Young Dads Buck the Stereotype When it Comes to Shopping for the Family
When you think about advertising aimed at men, you probably think beer, sports, cars and technology. But what about groceries, diapers and household cleaning products? New research from Ipsos MediaCT and Microsoft Advertising says that a man’s role in the home is changing and advertisers would be smart not to ignore what’s happening. Not only are they get involved with shopping, they’re also spending more time sharing their opinions with friends.

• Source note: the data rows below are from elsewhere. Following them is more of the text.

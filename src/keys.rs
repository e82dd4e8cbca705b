//! P-256 key pairs for VAPID identities.

use std::fmt;

use p256::ecdsa::{SigningKey, VerifyingKey};
use rand::RngCore;
use rand::rngs::OsRng;
use serde::{Deserialize, Serialize};

use crate::codec::{decode_private_key, decode_public_key, encode_url_safe, validate_public_point};
use crate::constants::{PRIVATE_KEY_LENGTH, PUBLIC_KEY_LENGTH};
use crate::error::VapidError;

/// An application server identity: a P-256 signing key and its public point.
///
/// The public half is always derived from the private scalar, so the pair
/// cannot go out of sync.
///
/// # Example
///
/// ```
/// use vapid_auth::VapidKeyPair;
///
/// let key_pair = VapidKeyPair::generate().unwrap();
///
/// assert_eq!(key_pair.private_key_text().len(), 43);
/// assert_eq!(key_pair.public_key_text().len(), 87);
///
/// let restored = VapidKeyPair::from_private_key_text(&key_pair.private_key_text()).unwrap();
/// assert_eq!(restored.public_key(), key_pair.public_key());
/// ```
#[derive(Clone)]
pub struct VapidKeyPair {
    signing_key: SigningKey,
}

impl VapidKeyPair {
    /// Draws a fresh key pair from the operating system random source.
    ///
    /// Candidate scalars that fall outside `[1, n)` are redrawn.
    ///
    /// # Errors
    ///
    /// Returns `VapidError::KeyGeneration` if the random source fails.
    pub fn generate() -> Result<Self, VapidError> {
        let mut candidate = [0u8; PRIVATE_KEY_LENGTH];
        loop {
            OsRng.try_fill_bytes(&mut candidate).map_err(|e| {
                tracing::error!(error = %e, "operating system random source failed");
                VapidError::KeyGeneration {
                    reason: e.to_string(),
                }
            })?;

            if let Ok(signing_key) = SigningKey::from_slice(&candidate) {
                return Ok(Self { signing_key });
            }
        }
    }

    /// Rebuilds a key pair from a raw 32-byte private scalar.
    ///
    /// # Errors
    ///
    /// Returns `VapidError::InvalidKeyEncoding` if the scalar is zero or not
    /// below the P-256 group order.
    pub fn from_private_scalar(scalar: &[u8; PRIVATE_KEY_LENGTH]) -> Result<Self, VapidError> {
        SigningKey::from_slice(scalar)
            .map(|signing_key| Self { signing_key })
            .map_err(|_| {
                VapidError::encoding("private scalar is zero or not below the P-256 group order")
            })
    }

    /// Rebuilds a key pair from private key text in any accepted encoding.
    ///
    /// See [`decode_private_key`] for the accepted forms.
    ///
    /// # Errors
    ///
    /// Returns the decoding error, or `VapidError::InvalidKeyEncoding` if the
    /// decoded scalar is not a valid P-256 private key.
    pub fn from_private_key_text(text: &str) -> Result<Self, VapidError> {
        Self::from_private_scalar(&decode_private_key(text)?)
    }

    /// Returns the raw 32-byte big-endian private scalar.
    #[must_use]
    pub fn private_scalar(&self) -> [u8; PRIVATE_KEY_LENGTH] {
        let mut scalar = [0u8; PRIVATE_KEY_LENGTH];
        scalar.copy_from_slice(&self.signing_key.to_bytes());
        scalar
    }

    /// Returns the private scalar as 43-character unpadded base64url.
    #[must_use]
    pub fn private_key_text(&self) -> String {
        encode_url_safe(self.private_scalar())
    }

    /// Returns the public half.
    #[must_use]
    pub fn public_key(&self) -> VapidPublicKey {
        VapidPublicKey {
            inner: *self.signing_key.verifying_key(),
        }
    }

    /// Returns the 65-byte uncompressed public point.
    #[must_use]
    pub fn public_key_bytes(&self) -> [u8; PUBLIC_KEY_LENGTH] {
        self.public_key().to_bytes()
    }

    /// Returns the public point as 87-character unpadded base64url.
    ///
    /// This is the value browsers receive as `applicationServerKey` and the
    /// `k` parameter of the `Authorization` header.
    #[must_use]
    pub fn public_key_text(&self) -> String {
        self.public_key().to_text()
    }

    /// Exports both halves as text for the caller to persist.
    #[must_use]
    pub fn export(&self) -> ExportedKeys {
        ExportedKeys {
            private_key: self.private_key_text(),
            public_key: self.public_key_text(),
        }
    }

    pub(crate) fn signing_key(&self) -> &SigningKey {
        &self.signing_key
    }
}

impl fmt::Debug for VapidKeyPair {
    fn fmt(&self, f: &mut fmt::Formatter<'_>) -> fmt::Result {
        f.debug_struct("VapidKeyPair")
            .field("public_key", &self.public_key())
            .finish_non_exhaustive()
    }
}

/// The public half of a VAPID identity, a validated point on P-256.
#[derive(Clone, PartialEq, Eq)]
pub struct VapidPublicKey {
    inner: VerifyingKey,
}

impl VapidPublicKey {
    /// Creates a public key from a 65-byte uncompressed point.
    ///
    /// # Errors
    ///
    /// Returns `VapidError::InvalidKeyEncoding` if the bytes are not an
    /// uncompressed point on P-256.
    pub fn from_bytes(bytes: &[u8; PUBLIC_KEY_LENGTH]) -> Result<Self, VapidError> {
        validate_public_point(bytes)?;
        VerifyingKey::from_sec1_bytes(bytes)
            .map(|inner| Self { inner })
            .map_err(|_| VapidError::encoding("public key is not a point on P-256"))
    }

    /// Creates a public key from base64 text (either alphabet).
    ///
    /// # Errors
    ///
    /// Returns the error of [`decode_public_key`].
    pub fn from_text(text: &str) -> Result<Self, VapidError> {
        Self::from_bytes(&decode_public_key(text)?)
    }

    /// Returns the 65-byte uncompressed point.
    #[must_use]
    pub fn to_bytes(&self) -> [u8; PUBLIC_KEY_LENGTH] {
        let point = self.inner.to_encoded_point(false);
        let mut bytes = [0u8; PUBLIC_KEY_LENGTH];
        bytes.copy_from_slice(point.as_bytes());
        bytes
    }

    /// Returns the point as unpadded base64url.
    #[must_use]
    pub fn to_text(&self) -> String {
        encode_url_safe(self.to_bytes())
    }

    /// Returns the ES256 verifying key for checking token signatures.
    #[must_use]
    pub fn verifying_key(&self) -> &VerifyingKey {
        &self.inner
    }
}

impl fmt::Debug for VapidPublicKey {
    fn fmt(&self, f: &mut fmt::Formatter<'_>) -> fmt::Result {
        // first four bytes of X
        let bytes = self.to_bytes();
        write!(
            f,
            "VapidPublicKey({:02x}{:02x}{:02x}{:02x}...)",
            bytes[1], bytes[2], bytes[3], bytes[4]
        )
    }
}

impl fmt::Display for VapidPublicKey {
    fn fmt(&self, f: &mut fmt::Formatter<'_>) -> fmt::Result {
        f.write_str(&self.to_text())
    }
}

/// Key export format: both halves as unpadded base64url text.
///
/// Suitable for a file, environment variables or a secret store; this crate
/// defines the format but not the storage.
#[derive(Clone, PartialEq, Eq, Serialize, Deserialize)]
pub struct ExportedKeys {
    /// 43-character private scalar
    pub private_key: String,
    /// 87-character uncompressed public point
    pub public_key: String,
}

impl ExportedKeys {
    /// Rebuilds the key pair, checking that both halves belong together.
    ///
    /// # Errors
    ///
    /// Returns a decoding error for either half, or
    /// `VapidError::InvalidKeyEncoding` if the public key is not the one
    /// derived from the private key.
    pub fn into_key_pair(self) -> Result<VapidKeyPair, VapidError> {
        let key_pair = VapidKeyPair::from_private_key_text(&self.private_key)?;
        let public_key = VapidPublicKey::from_text(&self.public_key)?;
        if key_pair.public_key() != public_key {
            return Err(VapidError::encoding(
                "public key does not belong to the private key",
            ));
        }
        Ok(key_pair)
    }
}

impl fmt::Debug for ExportedKeys {
    fn fmt(&self, f: &mut fmt::Formatter<'_>) -> fmt::Result {
        f.debug_struct("ExportedKeys")
            .field("private_key", &"<redacted>")
            .field("public_key", &self.public_key)
            .finish()
    }
}

/// Generates a fresh VAPID identity as `(private_key_text, public_key_text)`.
///
/// The private text is 43 characters and the public text 87 characters, both
/// unpadded base64url.
///
/// # Errors
///
/// Returns `VapidError::KeyGeneration` if the random source fails. Callers
/// should halt startup rather than run without an identity.
///
/// # Example
///
/// ```
/// let (private_key, public_key) = vapid_auth::generate_vapid_keys().unwrap();
///
/// assert_eq!(private_key.len(), 43);
/// assert_eq!(public_key.len(), 87);
/// ```
pub fn generate_vapid_keys() -> Result<(String, String), VapidError> {
    let exported = VapidKeyPair::generate()?.export();
    Ok((exported.private_key, exported.public_key))
}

The results, which were presented at today’s iMedia iMoms Summit looks at two different categories of men, Pre-Family and Young Dads. Both are big media spenders dropping from $350 to $400 dollars a month on things like movies, games, cable TV, internet and mobile phones but how they spend their money differs.
The Pre-Family Man spends around $60 more a month on media than pre-family women. Not surprising since they spend more than ten hours a day consuming media, much of it on their computer, mobile phone or gaming console. This guy is tech oriented and 72% of them share their opinions on the subject with family and friends.
Now here’s a surprise, 81% of Young Dads share their opinions on tech and 54% share advice on consumer products. 94% of them do it on Facebook and a whopping 74% said they talk with family and friends on Skype.
Young Dads also say that having kids has changed the types of items they bring into the house. 70% say they look for family friendly media and that often means using their gaming consoles to watch Toy Story rather than play Call of Duty.
On the downside, men aren’t particularly brand loyal. They’re also a harder sell than women, which means you, the marketer, will have to work a little harder to get their attention.
The takeaway here is that you shouldn’t count men out if you’re marketing products for the family and home. Young dads are interested in buying what’s best for their family and they’re looking to you to provide them with what they need to make an informed decision. Most importantly, don’t rely on out-dated stereotypes to plan your next marketing campaign. The clueless Mr. Mom is no longer funny, especially if you’re a hard-working, family-oriented young dad.